Problem to solve>
Find every line in the entries that holds the string "crates" and report it.

-- -- --

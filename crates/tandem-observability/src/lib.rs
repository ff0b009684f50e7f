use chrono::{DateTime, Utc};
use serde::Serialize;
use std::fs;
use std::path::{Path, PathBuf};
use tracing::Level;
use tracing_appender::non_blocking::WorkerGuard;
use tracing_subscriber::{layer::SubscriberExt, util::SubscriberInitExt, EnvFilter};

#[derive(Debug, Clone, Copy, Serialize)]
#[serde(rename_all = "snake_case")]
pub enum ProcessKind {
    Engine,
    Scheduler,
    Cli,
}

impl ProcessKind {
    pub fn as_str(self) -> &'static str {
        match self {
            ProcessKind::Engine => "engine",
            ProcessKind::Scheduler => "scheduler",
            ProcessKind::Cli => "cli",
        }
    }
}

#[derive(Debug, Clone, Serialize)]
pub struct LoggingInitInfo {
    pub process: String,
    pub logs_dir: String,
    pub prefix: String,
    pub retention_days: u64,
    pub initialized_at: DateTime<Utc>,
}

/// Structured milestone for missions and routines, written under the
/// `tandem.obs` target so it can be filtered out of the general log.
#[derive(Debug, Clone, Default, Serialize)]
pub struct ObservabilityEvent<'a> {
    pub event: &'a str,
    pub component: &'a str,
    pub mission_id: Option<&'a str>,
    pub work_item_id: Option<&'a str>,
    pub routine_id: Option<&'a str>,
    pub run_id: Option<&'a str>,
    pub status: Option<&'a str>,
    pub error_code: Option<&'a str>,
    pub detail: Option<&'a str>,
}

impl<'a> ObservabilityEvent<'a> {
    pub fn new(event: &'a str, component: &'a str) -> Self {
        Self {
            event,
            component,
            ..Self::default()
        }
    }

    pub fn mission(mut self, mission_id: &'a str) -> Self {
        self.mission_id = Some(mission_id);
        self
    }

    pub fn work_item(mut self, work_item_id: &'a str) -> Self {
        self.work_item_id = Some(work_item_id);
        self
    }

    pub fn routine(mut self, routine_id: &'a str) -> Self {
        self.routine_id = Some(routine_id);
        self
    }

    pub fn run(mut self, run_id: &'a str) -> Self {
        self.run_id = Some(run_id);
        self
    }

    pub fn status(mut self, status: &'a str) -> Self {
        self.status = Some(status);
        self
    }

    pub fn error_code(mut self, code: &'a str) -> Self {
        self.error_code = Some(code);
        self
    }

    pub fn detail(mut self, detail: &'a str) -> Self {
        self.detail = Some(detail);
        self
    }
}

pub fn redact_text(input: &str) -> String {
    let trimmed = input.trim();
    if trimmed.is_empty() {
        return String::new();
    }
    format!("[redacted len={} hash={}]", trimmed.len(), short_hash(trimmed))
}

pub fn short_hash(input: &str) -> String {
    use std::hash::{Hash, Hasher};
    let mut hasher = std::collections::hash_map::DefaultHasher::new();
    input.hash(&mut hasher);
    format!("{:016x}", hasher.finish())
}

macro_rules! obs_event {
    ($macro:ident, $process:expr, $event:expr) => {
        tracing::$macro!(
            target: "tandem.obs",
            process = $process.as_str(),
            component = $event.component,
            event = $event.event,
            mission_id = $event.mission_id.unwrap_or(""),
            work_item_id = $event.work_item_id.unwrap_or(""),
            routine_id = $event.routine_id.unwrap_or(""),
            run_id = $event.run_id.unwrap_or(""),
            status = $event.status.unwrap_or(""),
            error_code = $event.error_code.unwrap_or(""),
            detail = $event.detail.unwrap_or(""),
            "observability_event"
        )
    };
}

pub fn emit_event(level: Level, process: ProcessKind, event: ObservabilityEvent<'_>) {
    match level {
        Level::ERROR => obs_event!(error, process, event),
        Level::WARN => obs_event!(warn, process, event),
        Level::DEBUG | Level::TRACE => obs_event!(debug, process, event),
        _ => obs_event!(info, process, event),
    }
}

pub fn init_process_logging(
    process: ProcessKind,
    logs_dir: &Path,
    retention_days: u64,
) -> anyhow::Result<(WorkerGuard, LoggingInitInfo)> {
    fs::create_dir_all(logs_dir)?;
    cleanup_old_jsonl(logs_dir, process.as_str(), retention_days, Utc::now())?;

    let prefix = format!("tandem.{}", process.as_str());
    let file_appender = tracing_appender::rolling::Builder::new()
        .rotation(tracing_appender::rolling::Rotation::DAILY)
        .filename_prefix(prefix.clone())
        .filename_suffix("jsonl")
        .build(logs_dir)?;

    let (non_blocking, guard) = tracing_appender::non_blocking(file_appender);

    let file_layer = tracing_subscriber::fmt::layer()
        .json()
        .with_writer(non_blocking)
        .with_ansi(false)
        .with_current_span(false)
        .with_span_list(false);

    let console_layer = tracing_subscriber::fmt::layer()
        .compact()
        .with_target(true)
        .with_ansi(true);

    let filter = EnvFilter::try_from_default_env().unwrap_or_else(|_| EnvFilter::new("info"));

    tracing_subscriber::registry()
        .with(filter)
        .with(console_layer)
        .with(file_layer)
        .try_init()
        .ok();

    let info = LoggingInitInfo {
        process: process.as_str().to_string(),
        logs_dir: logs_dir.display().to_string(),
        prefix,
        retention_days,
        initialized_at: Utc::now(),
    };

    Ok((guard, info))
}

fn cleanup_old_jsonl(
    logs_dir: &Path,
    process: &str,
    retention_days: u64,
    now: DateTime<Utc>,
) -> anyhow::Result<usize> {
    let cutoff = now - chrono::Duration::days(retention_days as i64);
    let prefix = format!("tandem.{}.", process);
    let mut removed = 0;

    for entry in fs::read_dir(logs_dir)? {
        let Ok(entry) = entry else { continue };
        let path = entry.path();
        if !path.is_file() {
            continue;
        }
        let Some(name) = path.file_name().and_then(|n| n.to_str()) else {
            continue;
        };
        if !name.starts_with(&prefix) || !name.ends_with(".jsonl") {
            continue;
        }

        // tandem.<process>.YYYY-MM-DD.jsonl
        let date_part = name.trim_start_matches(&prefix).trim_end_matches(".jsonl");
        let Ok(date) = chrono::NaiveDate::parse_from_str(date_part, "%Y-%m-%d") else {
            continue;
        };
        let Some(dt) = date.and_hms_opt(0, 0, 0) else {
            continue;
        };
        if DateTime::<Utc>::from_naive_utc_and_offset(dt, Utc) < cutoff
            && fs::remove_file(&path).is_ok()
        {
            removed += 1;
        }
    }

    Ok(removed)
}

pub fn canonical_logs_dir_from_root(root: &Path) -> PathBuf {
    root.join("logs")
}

-- -- --

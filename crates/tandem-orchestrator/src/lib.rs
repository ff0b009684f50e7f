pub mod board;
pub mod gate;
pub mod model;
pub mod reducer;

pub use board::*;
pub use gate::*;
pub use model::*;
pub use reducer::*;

-- -- --

Result for this task>
filename crates/tandem-observability/src/lib.rs
filename crates/tandem-orchestrator/src/lib.rs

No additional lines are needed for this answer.